Als "Botschafter der Preussag" stellt sich Dr. Wolf­Dieter Zumpfort auf Diplomaten empfängen vor, Interessenvertreter der Preussag AG und ihrer 200 Tochterunternehmen. Bei 60.000 Mitarbeitern und rund 33 Milliarden Mark Umsatz ein Schwergewicht unter den Lobbyisten. Zumpfort beschreibt seinen Job als "projektbezogenes, firmenspezifisches Lobbying". Gerade hat er ein Schreiben auf den Tisch bekommen, das den Preussag­Lobbyisten fordert: Der Antrag einer Tochterfirma auf Hermes­Kredite für Lieferungen in den Iran ist vorläufig zurückgestellt worden.
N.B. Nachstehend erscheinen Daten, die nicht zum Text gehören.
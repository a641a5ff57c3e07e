//! End-to-end tests: skills directory on disk, through discovery and upload,
//! to tool calls against the sandbox.

#![allow(clippy::unwrap_used, clippy::expect_used)]

use std::fs;
use std::path::Path;
use std::sync::Arc;
use std::time::{Duration, Instant};

use serde_json::json;
use skillbox::sandbox::Sandbox;
use skillbox::skills::{self, SkillSummary};
use skillbox::{SandboxFile, SetupError, SkillError, Toolbox, ToolboxState, VirtualSandbox};
use tempfile::TempDir;

const CSV_MANIFEST: &str = "\
---
name: csv
description: Filter and sort CSV files
---

# CSV

Filter rows by region and sort by amount:

    sh /skills/csv/top.sh REGION FILE
";

const TOP_SCRIPT: &str = "\
#!/bin/sh
# Rows for one region, largest amount first
grep \"^$1,\" \"$2\" | sort -t, -k3 -nr
";

const TEXT_MANIFEST: &str = "\
---
name: text
description: Count words and lines
---

Use `wc` on the file.
";

fn write(root: &Path, rel: &str, content: &str) {
    let path = root.join(rel);
    fs::create_dir_all(path.parent().unwrap()).unwrap();
    fs::write(path, content).unwrap();
}

fn skills_dir() -> TempDir {
    let dir = tempfile::tempdir().unwrap();
    write(dir.path(), "csv/SKILL.md", CSV_MANIFEST);
    write(dir.path(), "csv/top.sh", TOP_SCRIPT);
    write(dir.path(), "text/SKILL.md", TEXT_MANIFEST);
    write(dir.path(), "text/data/sample.txt", "one two\nthree\n");
    dir
}

const SALES: &str = "\
West,apple,10
East,pear,7
West,kiwi,25
North,plum,3
West,fig,4
East,lime,12
";

/// The filter+sort computed directly over the rows.
fn expected_top(region: &str) -> String {
    let mut rows: Vec<(&str, i64)> = SALES
        .lines()
        .filter(|line| line.split(',').next() == Some(region))
        .map(|line| (line, line.rsplit(',').next().unwrap().parse().unwrap()))
        .collect();
    rows.sort_by(|a, b| b.1.cmp(&a.1));
    rows.iter().map(|(line, _)| format!("{line}\n")).collect()
}

#[tokio::test]
async fn test_discovery_covers_both_skills() {
    let dir = skills_dir();
    let discovery = skills::discover(dir.path()).await.unwrap();

    assert_eq!(
        discovery.skills,
        vec![
            SkillSummary {
                name: "csv".into(),
                description: "Filter and sort CSV files".into()
            },
            SkillSummary {
                name: "text".into(),
                description: "Count words and lines".into()
            },
        ]
    );

    let mut paths: Vec<&str> = discovery.files.iter().map(|f| f.path.as_str()).collect();
    paths.sort();
    assert_eq!(
        paths,
        vec![
            "/skills/csv/SKILL.md",
            "/skills/csv/top.sh",
            "/skills/text/SKILL.md",
            "/skills/text/data/sample.txt",
        ]
    );
}

#[tokio::test]
async fn test_ls_skills_after_upload() {
    let dir = skills_dir();
    let sandbox = Arc::new(VirtualSandbox::in_memory().await.unwrap());
    let toolbox = Toolbox::setup(sandbox.clone(), dir.path()).await.unwrap();
    assert_eq!(toolbox.state(), ToolboxState::Ready);

    let result = sandbox.execute_command("ls /skills").await;
    assert_eq!(result.exit_code, 0);
    assert_eq!(result.stdout, "csv\ntext\n");

    let result = sandbox.execute_command("cat /skills/text/data/sample.txt | wc -w").await;
    assert_eq!(result.stdout, "3\n");
}

#[tokio::test]
async fn test_disk_sandbox_with_prefix() {
    let dir = skills_dir();
    let root = tempfile::tempdir().unwrap();
    let sandbox = Arc::new(
        VirtualSandbox::builder()
            .root(root.path())
            .prefix("/workspace")
            .build()
            .await
            .unwrap(),
    );
    Toolbox::setup(sandbox.clone(), dir.path()).await.unwrap();

    assert!(root.path().join("workspace/skills/csv/top.sh").is_file());
    assert!(!root.path().join("workspace/workspace").exists());
    assert_eq!(sandbox.execute_command("ls /skills").await.stdout, "csv\ntext\n");
}

#[tokio::test]
async fn test_filter_and_sort_matches_direct_computation() {
    let sandbox = VirtualSandbox::in_memory().await.unwrap();
    sandbox
        .write_files(&[SandboxFile::new("/sales.csv", SALES)])
        .await
        .unwrap();

    let result = sandbox
        .execute_command("grep '^West,' /sales.csv | sort -t, -k3 -nr")
        .await;
    assert_eq!(result.exit_code, 0, "stderr: {}", result.stderr);
    assert_eq!(result.stdout, expected_top("West"));
    assert_eq!(result.stdout, "West,kiwi,25\nWest,apple,10\nWest,fig,4\n");
}

#[tokio::test]
async fn test_skill_script_through_tools() {
    let dir = skills_dir();
    let sandbox = Arc::new(VirtualSandbox::in_memory().await.unwrap());
    let toolbox = Toolbox::setup(sandbox, dir.path()).await.unwrap();

    let instructions = toolbox
        .invoke("skill", json!({"name": "csv"}))
        .await
        .unwrap();
    assert!(instructions.text.contains("sh /skills/csv/top.sh REGION FILE"));

    toolbox
        .invoke("write_file", json!({"path": "/sales.csv", "content": SALES}))
        .await
        .unwrap();
    let out = toolbox
        .invoke("bash", json!({"command": "sh /skills/csv/top.sh East /sales.csv"}))
        .await
        .unwrap();
    assert!(!out.is_error, "{}", out.text);
    assert_eq!(out.text, expected_top("East"));

    let out = toolbox
        .invoke("bash", json!({"command": "sh /skills/csv/top.sh East /sales.csv > /east.csv && wc -l < /east.csv"}))
        .await
        .unwrap();
    assert_eq!(out.text, "2\n");
}

#[tokio::test]
async fn test_missing_file_is_a_result() {
    let sandbox = VirtualSandbox::in_memory().await.unwrap();
    let result = sandbox.execute_command("sort -n /nope.csv").await;
    assert_ne!(result.exit_code, 0);
    assert!(!result.stderr.is_empty());

    let result = sandbox.execute_command("frobnicate --all").await;
    assert_eq!(result.exit_code, skillbox::EXIT_COMMAND_NOT_FOUND);
}

#[tokio::test]
async fn test_timeout_returns_promptly() {
    let sandbox = VirtualSandbox::in_memory().await.unwrap();
    let started = Instant::now();
    let result = sandbox
        .execute("sleep 30", Some(Duration::from_millis(100)))
        .await;

    assert!(result.timed_out);
    assert_eq!(result.exit_code, skillbox::EXIT_TIMEOUT);
    assert!(started.elapsed() < Duration::from_secs(5));
}

#[tokio::test]
async fn test_duplicate_skill_names_abort_setup() {
    let dir = skills_dir();
    write(dir.path(), "csv-copy/SKILL.md", CSV_MANIFEST);

    let sandbox = Arc::new(VirtualSandbox::in_memory().await.unwrap());
    let err = Toolbox::setup(sandbox, dir.path()).await.unwrap_err();
    assert!(matches!(
        err,
        SetupError::Discovery(SkillError::AmbiguousSkill { ref name, .. }) if name == "csv"
    ));
}

#[tokio::test]
async fn test_empty_skills_directory() {
    let dir = tempfile::tempdir().unwrap();
    let sandbox = Arc::new(VirtualSandbox::in_memory().await.unwrap());
    let toolbox = Toolbox::setup(sandbox, dir.path()).await.unwrap();

    assert_eq!(toolbox.skill_index(), "");
    let out = toolbox.invoke("skill", json!({"name": "csv"})).await.unwrap();
    assert!(out.is_error);
}

#[tokio::test]
async fn test_path_escape_rejected_everywhere() {
    let sandbox = VirtualSandbox::in_memory().await.unwrap();

    assert!(sandbox.read_file("/../etc/passwd").await.unwrap_err().is_escape());

    let result = sandbox.execute_command("cat ../../etc/passwd").await;
    assert_ne!(result.exit_code, 0);
    assert!(result.stderr.contains("escapes"));
}

#[cfg(unix)]
#[tokio::test]
async fn test_symlink_under_disk_root_cannot_reach_host() {
    let root = tempfile::tempdir().unwrap();
    let outside = tempfile::tempdir().unwrap();
    fs::write(outside.path().join("secret.txt"), "TOPSECRET").unwrap();
    std::os::unix::fs::symlink(outside.path(), root.path().join("link")).unwrap();

    let sandbox = VirtualSandbox::builder()
        .root(root.path())
        .build()
        .await
        .unwrap();

    let result = sandbox.execute_command("cat /link/secret.txt").await;
    assert_ne!(result.exit_code, 0);
    assert!(!result.stdout.contains("TOPSECRET"));
    assert!(result.stderr.contains("escapes"), "{}", result.stderr);

    let result = sandbox.execute_command("echo pwned > /link/planted.txt").await;
    assert_ne!(result.exit_code, 0);
    assert!(!outside.path().join("planted.txt").exists());

    assert!(sandbox.read_file("/link/secret.txt").await.unwrap_err().is_escape());
    let err = sandbox
        .write_files(&[SandboxFile::new("/link/upload.txt", "x")])
        .await
        .unwrap_err();
    assert!(matches!(err, skillbox::SandboxError::PartialUpload { .. }));
    assert!(!outside.path().join("upload.txt").exists());
}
Ein Anruf im Bundeswirtschaftsministerium soll Klarheit schaffen. "Ich versuche staatliches Handeln zum Vorteil meiner Firma zu nutzen", sagt Zumpfort, der früher für die F.D.P. im Bundestag saß. Daß Parteipolitik im Lobbyismus keine Rolle spielt, widerlegt der Wirtschaftsliberale mit seinem Terminkalender. Gast des nächsten Parlamentarischen Abends der Preussag ist kein geringerer als der Bundeskanzler, den Zumpfort noch aus gemeinsamen sozialliberalen Abgeordnetenzeiten Anfang der achtziger Jahre kennt.

Auf langjährige Politiker­Kontakte kann auch Claudia Conrad verweisen, die frühere Sprecherin der Bundes­CDU, die heute als Politik­ und Medienberaterin eine Nische im Lobbyismus besetzt. Ihre Stunde schlägt, wenn sich einzelne Unternehmen von ihren Verbänden nicht gut vertreten fühlen. Dann kommen Rechercheaufträge, oft als Basis für eine weitere Zusammenarbeit. Derzeit hat die Juristin die Diskussion über die geplante Unternehmenssteuerreform im Lobbyisten­Blick: Monitoring nennt man die langfristige Beobachtung eines Themas. Nach dem Regierungswechsel und unmittelbar vor Beginn der deutschen EU­Präsidentschaft waren es ihre ausländischen Klienten, die sich um Kontakte und Informationen über die neue Koalition drängten. "Lobbyarbeit klappt nur, wenn man kommunikativ ist, Vertraulichkeit ernst nimmt und über politisches Gespür verfügt", weiß die Einzelkämpferin mit langjähriger Bonn­Erfahrung und fügt lächelnd hinzu: "Dann wird man auch weitergereicht".